02 Dec
02Dec

We come to love not by finding a perfect person, but by learning to see an imperfect person perfectly.” – Sam Keen

One of the biggest complaints about “romance” as a genre of literature is that it creates unrealistic expectations regarding how lovers interact. Some, for example, say it causes women to expect grand gestures from their lover involving flowers and candlelit dinners and professions of undying devotion. And if every kiss isn’t accompanied by fireworks, well then something must be wrong with the relationship.

Certainly, there can be a lot of over-the-top displays of passion in the romance genre. The iconic pottery scene from the ‘80s movie Ghost comes to mind, where Patrick Swayze ends up covering Demi Moore’s arms with clay as his desire gets the better of him while she is demonstrating how to make some sort of ceramic urn. (Needless to say, she does not get mad at him for ruining her project and making a mess.)

To me, though, the essence of romance is not finding (in literature or in real life) the perfect mate who will always treat his lover like a princess and never act irrationally or get angry or say hurtful things. Perfect people do not exist. I am not perfect; how can I reasonably expect to find someone who is? Instead, I see romance as being about two imperfect people who can see the imperfections in each other and, for one reason or another, can be okay with those imperfections. They do not demand or expect the other person to change, but rather are willing to give their love unconditionally, despite the other person’s flaws. This does not mean that the other person is not changed by that love. I think love is transforming—love should change us and make us better people. But the desire to change, to become a little more perfect, should come from within ourselves and not be imposed by the person who purports to love us.

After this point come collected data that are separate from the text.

use std::sync::Arc;

use axum::{
    body::Bytes,
    extract::State,
    http::StatusCode,
    response::{IntoResponse, Response},
    routing, Json, Router,
};
use tracing::{debug, error};
use yzagere_core_contact_contracts::{ContactRelayError, ContactService, RelayOutcome};
use yzagere_models::contact::{ContactFormFields, RelayResponse};

use super::error;
use crate::{models::contact::ApiRelayResponse, RestServerConfig};

pub const THANK_YOU_MESSAGE: &str =
    "Thank you for contacting us! We'll get back to you within 24 hours.";

pub fn router(service: Arc<impl ContactService>, config: Arc<RestServerConfig>) -> Router<()> {
    Router::new()
        .route(
            "/contact",
            routing::post(submit).fallback(method_not_allowed),
        )
        .with_state(ContactState { service, config })
}

struct ContactState<S> {
    service: Arc<S>,
    config: Arc<RestServerConfig>,
}

impl<S> Clone for ContactState<S> {
    fn clone(&self) -> Self {
        Self {
            service: Arc::clone(&self.service),
            config: Arc::clone(&self.config),
        }
    }
}

async fn submit<S: ContactService>(State(state): State<ContactState<S>>, body: Bytes) -> Response {
    let fields = serde_json::from_slice::<ContactFormFields>(&body).unwrap_or_else(|err| {
        debug!("treating unparsable contact body as empty: {err}");
        ContactFormFields::default()
    });

    match state.service.relay(fields).await {
        Ok(RelayOutcome::Delivered) => {
            Json(RelayResponse::ok_with_message(THANK_YOU_MESSAGE)).into_response()
        }
        Ok(RelayOutcome::Dropped(_)) => Json(RelayResponse::ok()).into_response(),
        Err(err @ (ContactRelayError::MissingRequiredFields | ContactRelayError::InvalidEmail)) => {
            error(StatusCode::BAD_REQUEST, err.to_string())
        }
        Err(ContactRelayError::Invalid(fields)) => (
            StatusCode::BAD_REQUEST,
            Json(ApiRelayResponse {
                response: RelayResponse::error("Invalid submission"),
                fields: Some(fields),
            }),
        )
            .into_response(),
        Err(ContactRelayError::Send) => {
            error!("smtp server did not accept the lead notification");
            delivery_failed(&state.config)
        }
        Err(ContactRelayError::Other(err)) => {
            error!("Failed to relay lead: {err:#}");
            delivery_failed(&state.config)
        }
    }
}

async fn method_not_allowed() -> Response {
    error(StatusCode::METHOD_NOT_ALLOWED, "Method Not Allowed")
}

fn delivery_failed(config: &RestServerConfig) -> Response {
    error(
        StatusCode::INTERNAL_SERVER_ERROR,
        format!(
            "Failed to send message. Please try again or call us directly at {}.",
            config.fallback_phone
        ),
    )
}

I don’t know if romance will always be my favorite type of story to tell. There are some authors I know who used to be romance writers but, due to circumstances in their lives changing, can no longer stomach a “happily ever after” (“HEA”). And if you think about it logically, they’re not wrong—there really is no “happily ever after” in real life. The best you can hope for is a “happily for now” (known as an “HFN” in the business). There’s no denying that bad things happen in life. Trust can be broken, tragedy can strike. Relationships can be irreparably damaged. Sometimes these things are the result of our own doing, a byproduct of our pride and poor judgment. But sometimes we can do everything right, and the wrong things still happen, things beyond our control. And sometimes these terrible things—illness, infidelity, abuse, death—blindside us. They are non-sensical, illogical things that come out of nowhere. And when they happen to us, an HEA ending seems all the more far-fetched.

Maybe instead of thinking of romance as an ideal, some unattainable goal, we should think of it as a proclamation of hope—hope that true, pure love does exist and that we, as crazy, imperfect humans, can know what it feels like, even if just for a short while. Instead of romance being about perfectly beautiful people building perfectly fulfilling lives together, maybe it is a reminder that, even in a cynical world where HEAs do not exist, flawed, scarred, and broken people can experience brief moments of perfection. And maybe, just maybe, it can be our inspiration, our rallying call, to bring into the world the kind of love we want to find by giving that love to others.